AWS Database Migration Service (DMS) Multi-AZ Deployment | Deep Dive. - Deep Dive.
Scope:
- Intro,
- Key
Features & Benefits,
- Management
& Configuration,
- Key
Considerations
- What “Multi-AZ” for DMS means
- Failover
behaviour, RPO / RTO expectations,
- Recommended
configuration & sizing,
- Creating a Multi-AZ replication instance (Samples AWS CLI that creates a replication instance),
- Task configuration (full load + CDC common pattern),
- Monitoring & alerting (what to watch),
- Testing & runbook (practical tests to prove availability),
- Common
failure modes & troubleshooting
- Security
& compliance,
- Limits
& gotchas,
- Operational checklist (quick),
- Sample
troubleshooting commands & quick checks,
- Addendum.
Intro:
- AWS DMS Multi-AZ deployment provides high availability and failover support for a replication instance.
- AWS DMS Multi-AZ deployment automatically provisions and maintain a synchronous standby replica in a different Availability Zone
Key
Features & Benefits
- High Availability:
- Multi-AZ protects twtech replication instance against failures such as an Availability Zone outage, internal hardware or network issues, or software failure.
- Automatic Failover:
- If the primary instance fails, AWS DMS automatically switches to the standby replica with minimal interruption to twtech migration tasks, ensuring operational continuity.
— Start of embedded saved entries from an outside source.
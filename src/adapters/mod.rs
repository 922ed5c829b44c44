//! Adapters between backup steps and the Kubernetes API

mod control_plane;
mod kube_control_plane;
mod manifests;

pub use control_plane::*;
pub use kube_control_plane::*;
pub use manifests::*;
//! Extraction of the last captured binlog event time

use async_trait::async_trait;
use chrono::{DateTime, Utc};
use tracing::info;

use crate::adapters::{context_config_map_name, LAST_EVENT_TIMESTAMP_KEY};
use crate::control::{BackupContext, Outcome, Step};
use crate::error::{Error, Result};

/// Parse an RFC 3339 timestamp or integer Unix seconds
pub fn parse_event_timestamp(raw: &str) -> Result<DateTime<Utc>> {
    let raw = raw.trim();
    if let Ok(ts) = DateTime::parse_from_rfc3339(raw) {
        return Ok(ts.with_timezone(&Utc));
    }
    raw.parse::<i64>()
        .ok()
        .and_then(|secs| DateTime::from_timestamp(secs, 0))
        .ok_or_else(|| Error::job(format!("Invalid last event timestamp '{}'", raw)))
}

/// Read the timestamp the binlog backup job recorded and store it in status
pub struct ExtractLastEventTimestamp;

#[async_trait]
impl Step for ExtractLastEventTimestamp {
    fn name(&self) -> &'static str {
        "ExtractLastEventTimestamp"
    }

    async fn execute(&self, ctx: &mut BackupContext) -> Outcome {
        if ctx.status().last_event_timestamp.is_some() {
            return Outcome::Continue;
        }

        let cm_name = context_config_map_name(ctx.name());
        let config_map = match ctx
            .control_plane()
            .get_config_map(ctx.namespace(), &cm_name)
            .await
        {
            Ok(Some(cm)) => cm,
            Ok(None) => {
                return Outcome::fail(Error::ConfigMapNotFound(format!(
                    "{}/{}",
                    ctx.namespace(),
                    cm_name
                )))
            }
            Err(e) => return Outcome::Fail(e),
        };

        let Some(raw) = config_map
            .data
            .as_ref()
            .and_then(|d| d.get(LAST_EVENT_TIMESTAMP_KEY))
        else {
            return Outcome::fail(Error::job(format!(
                "Binlog backup job did not record '{}' in {}",
                LAST_EVENT_TIMESTAMP_KEY, cm_name
            )));
        };

        let timestamp = match parse_event_timestamp(raw) {
            Ok(ts) => ts,
            Err(e) => return Outcome::Fail(e),
        };
        info!(name = %ctx.name(), last_event_timestamp = %timestamp, "Recorded last binlog event time");
        ctx.set_last_event_timestamp(timestamp).into()
    }
}
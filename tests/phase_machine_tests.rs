//! Phase table shape and transition rules

mod common;

use xstore_backup_operator::control::BackupContext;
use xstore_backup_operator::crd::{XStoreBackupPhase, XStoreBackupStatus};
use xstore_backup_operator::error::Error;
use xstore_backup_operator::reconcilers::xstore_backup::{
    build_task, cleanup_task, next_phase, steps_for,
};

use common::{new_backup, pass, test_config, FakeControlPlane};

fn transition_name(phase: XStoreBackupPhase) -> String {
    format!("TransitionTo{}", phase)
}

#[test]
fn every_phase_but_finished_ends_with_its_transition() {
    for phase in XStoreBackupPhase::ALL {
        let steps = steps_for(phase).expect("known phase has steps");
        let last = steps.last().expect("phase has at least one step").name();

        match next_phase(phase) {
            Some(next) => {
                assert!(next > phase, "{} must move forward", phase);
                assert_eq!(last, transition_name(next), "last step of {}", phase);
            }
            None => {
                assert_eq!(phase, XStoreBackupPhase::Finished);
                assert!(steps.iter().all(|s| !s.name().starts_with("TransitionTo")));
            }
        }
    }
}

#[test]
fn transitions_only_appear_last() {
    for phase in XStoreBackupPhase::ALL {
        let steps = steps_for(phase).unwrap();
        let transitions = steps
            .iter()
            .filter(|s| s.name().starts_with("TransitionTo"))
            .count();
        assert!(transitions <= 1, "{} has {} transitions", phase, transitions);
    }
}

#[test]
fn phase_steps_in_order() {
    assert_eq!(
        build_task(XStoreBackupPhase::New).step_names(),
        vec![
            "ValidateSpec",
            "UpdateBackupStartInfo",
            "CreateBackupConfigMap",
            "StartFullBackupJob",
            "TransitionToFullBackuping",
        ]
    );
    assert_eq!(
        build_task(XStoreBackupPhase::Collecting).step_names(),
        vec![
            "WaitBinlogOffsetCollected",
            "StartCollectBinlogJob",
            "WaitCollectBinlogJobFinished",
            "TransitionToBinlogBackuping",
        ]
    );
    assert_eq!(
        build_task(XStoreBackupPhase::BinlogBackuping).step_names(),
        vec![
            "WaitSeekCheckpointJobFinished",
            "StartBinlogBackupJob",
            "WaitBinlogBackupJobFinished",
            "ExtractLastEventTimestamp",
            "TransitionToBinlogWaiting",
        ]
    );
    assert_eq!(
        build_task(XStoreBackupPhase::Finished).step_names(),
        vec![
            "RemoveFullBackupJob",
            "RemoveCollectBinlogJob",
            "RemoveBinlogBackupJob",
            "RemoveBackupsOverRetention",
        ]
    );
}

#[test]
fn every_task_persists_status() {
    for phase in XStoreBackupPhase::ALL {
        let task = build_task(phase);
        assert_eq!(task.finalizer().map(|f| f.name()), Some("PersistStatusChanges"));
    }
    assert_eq!(
        cleanup_task().finalizer().map(|f| f.name()),
        Some("PersistStatusChanges")
    );
}

#[test]
fn unknown_phase_has_no_steps() {
    assert!(steps_for(XStoreBackupPhase::Unknown).is_none());
    assert!(next_phase(XStoreBackupPhase::Unknown).is_none());

    let task = build_task(XStoreBackupPhase::Unknown);
    assert!(task.is_empty());
    assert!(task.finalizer().is_some());
}

#[test]
fn unrecognized_phase_strings_parse_as_unknown() {
    let status: XStoreBackupStatus =
        serde_json::from_value(serde_json::json!({ "phase": "Restoring" })).unwrap();
    assert_eq!(status.phase, XStoreBackupPhase::Unknown);

    let status: XStoreBackupStatus =
        serde_json::from_value(serde_json::json!({ "phase": "" })).unwrap();
    assert_eq!(status.phase, XStoreBackupPhase::New);
}

#[tokio::test]
async fn unknown_phase_pass_changes_nothing() {
    let fake = FakeControlPlane::new();
    let mut backup = new_backup("b");
    backup.status = Some(XStoreBackupStatus {
        phase: XStoreBackupPhase::Unknown,
        ..Default::default()
    });
    fake.insert_backup(backup);

    let verdict = pass(&fake, "b").await;

    assert!(matches!(verdict, xstore_backup_operator::control::Verdict::Done));
    assert_eq!(fake.durable_phase("b"), XStoreBackupPhase::Unknown);
    assert_eq!(fake.status_patches(), 0);
    assert!(fake.job_names().is_empty());
}

#[test]
fn transitions_never_move_backwards() {
    let fake = FakeControlPlane::new();
    let mut backup = new_backup("b");
    backup.status = Some(XStoreBackupStatus {
        phase: XStoreBackupPhase::Collecting,
        ..Default::default()
    });
    fake.insert_backup(backup);
    let mut ctx = BackupContext::new(fake.backup("b").unwrap(), fake.clone(), test_config());

    assert!(matches!(
        ctx.transition_to(XStoreBackupPhase::FullBackuping),
        Err(Error::PhaseRegression { .. })
    ));
    assert!(matches!(
        ctx.transition_to(XStoreBackupPhase::Unknown),
        Err(Error::PhaseRegression { .. })
    ));
    assert_eq!(ctx.phase(), XStoreBackupPhase::Collecting);
    assert!(!ctx.requeue_requested());

    // Re-entering the current phase is a no-op
    assert!(ctx.transition_to(XStoreBackupPhase::Collecting).is_ok());
    assert!(!ctx.is_status_changed());

    assert!(ctx.transition_to(XStoreBackupPhase::BinlogBackuping).is_ok());
    assert!(ctx.requeue_requested());
}

#[test]
fn write_once_fields_reject_a_different_value() {
    let fake = FakeControlPlane::new();
    fake.insert_backup(new_backup("b"));
    let mut ctx = BackupContext::new(fake.backup("b").unwrap(), fake.clone(), test_config());

    assert!(ctx.set_secrets_snapshot_ref("b-accounts".to_string()).is_ok());
    assert!(ctx.set_secrets_snapshot_ref("b-accounts".to_string()).is_ok());
    assert!(matches!(
        ctx.set_secrets_snapshot_ref("other".to_string()),
        Err(Error::WriteOnce { .. })
    ));

    let ts = chrono::DateTime::from_timestamp(1_772_359_200, 0).unwrap();
    assert!(ctx.set_last_event_timestamp(ts).is_ok());
    assert!(ctx
        .set_last_event_timestamp(ts + chrono::Duration::seconds(1))
        .is_err());
    assert_eq!(ctx.status().last_event_timestamp, Some(ts));
}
- Synchronous Replication:
- Data is synchronously replicated from the primary to the standby instance, ensuring data redundancy and minimal data loss in case of a failure.
- Reduced Downtime:
- Planned maintenance sessions (e.g., OS patching) are applied to the standby first, followed by an automatic failover, which minimizes overall downtime.
- Improved Resilience:
- This configuration is ideal for production environments and long-running replications where fault tolerance is essential
Management
& Configuration
- Creation:
- When creating a new replication instance, twtech can simply select the "Multi-AZ" option in the AWS Management Console.
- Modification:
- twtech can convert an existing Single-AZ replication instance to a Multi-AZ deployment by modifying the instance settings via the console, AWS CLI, or Amazon RDS API.
- These changes can be applied immediately or during the next maintenance window.
- Monitoring:
- The Multi-AZ configuration status can be verified in the "Overview" tab of the replication instance details in the AWS DMS console.
Key
Considerations
- Cost:
- Multi-AZ deployment is more cost-intensive than Single-AZ due to the extra resources required for the standby instance.
- Read Replicas:
- The standby replica in a Multi-AZ DB instance deployment cannot be used for read operations; it is purely for failover support.
- Manual Failover:
- While AWS DMS automatically handles most failures, the failover process itself requires the application to reconnect, which is not entirely transparent to the application layer and may require some network configuration adjustments
1) What “Multi-AZ” for DMS means
- Primary idea:
- A DMS replication instance runs in a primary AZ with an automatic standby replica in another AZ within the same AWS Region. If the primary replication instance fails, DMS promotes the standby so the replication task can continue with minimal interruption.
- Components:
- Source database
(on-prem,
RDS, EC2, etc.) → DMS
replication instance (Primary + Standby across AZs) → Target database (RDS/Aurora/EC2/Redshift/S3).
- Replication tasks run on the replication instance (full load, CDC, or both).
- The standby contains the
replication instance state to allow failover.
- Network layout:
- Ensure replication instance has network access to source and target:
- VPC subnets in at least two private subnets spanning AZs;
- appropriate security groups,
- routing,
- NAT/GW if source is internet or on-prem via TGW/VPN/Direct Connect.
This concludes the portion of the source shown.